WAR EXPERIENCES 1939-1945
Lorna Grace Baker (nee Fairfax) b. 1923 Bristol

I worked in the Halifax Public Library from 1940 to 1942 and for a couple of evenings a week I would help in the YMCA canteen. It was here that I met a young soldier serving with the Royal Engineers. Little did I realise how this meeting was to change the course of my life. This soldier made frequent visits to both the library and the canteen, and I like to think that it was not just his desire for food and books that drew him to these places! After several such ‘coincidental’ meetings, we started going to the cinema together. However, as so often happened in those uncertain days, he was posted south, and then to North Africa and Italy. I did not know if I would ever see him again.

In 1942 I joined the WRNS and trained as a wireless telegraphist in Dundee and Warrington. Following training, I was posted to Sheerness, and then back up north to Liverpool. The wireless station in Liverpool was situated on top of the famous Royal Liver Building, from which magnificent viewpoint we saw many famous warships on the River Mersey. Whilst on duty one night with a newly qualified Wren, there was a communications breakdown and I had to cross the roof of the Royal Liver Building in the blackout to check the aerial transmitter. This was certainly a daunting experience for me, since I am not keen on heights at the best of times. However, needs must; the Petty Officer had gone off duty, and it was down to me. All ended well, though, and I was highly relieved to be able to trace the fault to a radio valve.

By this time I had volunteered for overseas service, and soon (1944) received a posting to Malta, where I served for eighteen months. Whilst there, I had the ‘honour’ (unbeknown to me at the time) of transmitting the signal to the Mediterranean Fleet containing the order to set sail for the landings in the South of France.

Despite now being in my early eighties, I have many vivid memories of wartime: having been just a ‘teenager’ of 16 when war was declared, I was a woman of not yet 22 on VE Day 8th May 1945. I can clearly recall both this and VJ Day, later in August of 1945. I certainly remember that we WRENS were allocated a special issue of lime juice; I believe that the men were given a somewhat stronger beverage with which to “splice the main brace”! I also remember two leaves spent in Sicily in the beautiful town of Taormina, and forever etched on my mind is my journeyhome to England via Algiers in a Stirling Bomber.

I was demobilised in November 1945, and rejoined my family for a short spell in Bedale, North Yorkshire. My father was a Methodist minister, and the manse in Bedale had been a base for many members of the family during the war years.

Soon after demobilisation, thanks to my training and experience, I secured a post as a wireless telegraphist, attached to the Foreign Office in London and connected with Bletchley Park, the famous site for breaking enemy codes during the war.

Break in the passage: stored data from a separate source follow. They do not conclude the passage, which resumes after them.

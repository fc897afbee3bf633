use std::error::Error;

use tracing_subscriber::EnvFilter;
use xmlmap::{Mapper, MappingOverrides, XmlRecord};

const XML: &str = r#"<Log>
  <Entry sensor="t-01" reading="21.5" at="2024-03-01T09:30:00"/>
  <Entry sensor="t-02" reading="bad" at="01.03.2024"/>
  <Entry sensor="t-03"><Value>19.25</Value></Entry>
</Log>"#;

const OVERRIDES: &str = r#"{
  "element_name": "Entry",
  "attributes": [
    { "source": "sensor", "field": "id" },
    { "source": "at", "field": "taken", "format": "dd.MM.yyyy" }
  ],
  "elements": []
}"#;

#[derive(Debug, Default, XmlRecord)]
struct Reading {
    id: String,
    reading: f64,
    taken: Option<xmlmap::chrono::NaiveDateTime>,
}

fn main() -> Result<(), Box<dyn Error>> {
    tracing_subscriber::fmt()
        .with_env_filter(EnvFilter::new(
            std::env::var("RUST_LOG").unwrap_or_else(|_| "debug".into()),
        ))
        .with_target(false)
        .init();

    let overrides: MappingOverrides = serde_json::from_str(OVERRIDES)?;
    let mut mapper = Mapper::<Reading>::load_with(XML, &overrides)?;
    for reading in mapper.parse_all()? {
        println!("{reading:?}");
    }

    mapper.set_element_map("Value", Reading::READING, None);
    mapper.set_xml(XML)?;
    println!("readings from <Value>:");
    while let Some(reading) = mapper.parse_next()? {
        println!("  {} = {}", reading.id, reading.reading);
    }
    Ok(())
}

Meanwhile, what had happened to the young soldier whom I had met five years ago in the YMCA canteen in Halifax? Brian had returned from Italy, and had managed to trace me through my parents. He lived across the water from Liverpool, so our courtship resumed with many months of long train journeys between London and the Wirral. We were married on 7th October 1946, with my father (Rev. Frank Fairfax) conducting the service in Bedale.

We spent many happy years after the war, and celebrated our Golden Wedding in 1996, with another 3 years together before he died in 1999.

I have both sad and happy memories of the war years. We were all affected by so much loss and destruction, yet at the same time we often experienced human nature at its bravest and most generous, making many good and abiding friendships. I was particularly proud to be able to attend the Battle of the Atlantic Service of Remembrance at the Anglican Cathedral in Liverpool on Sunday 4th May 2003.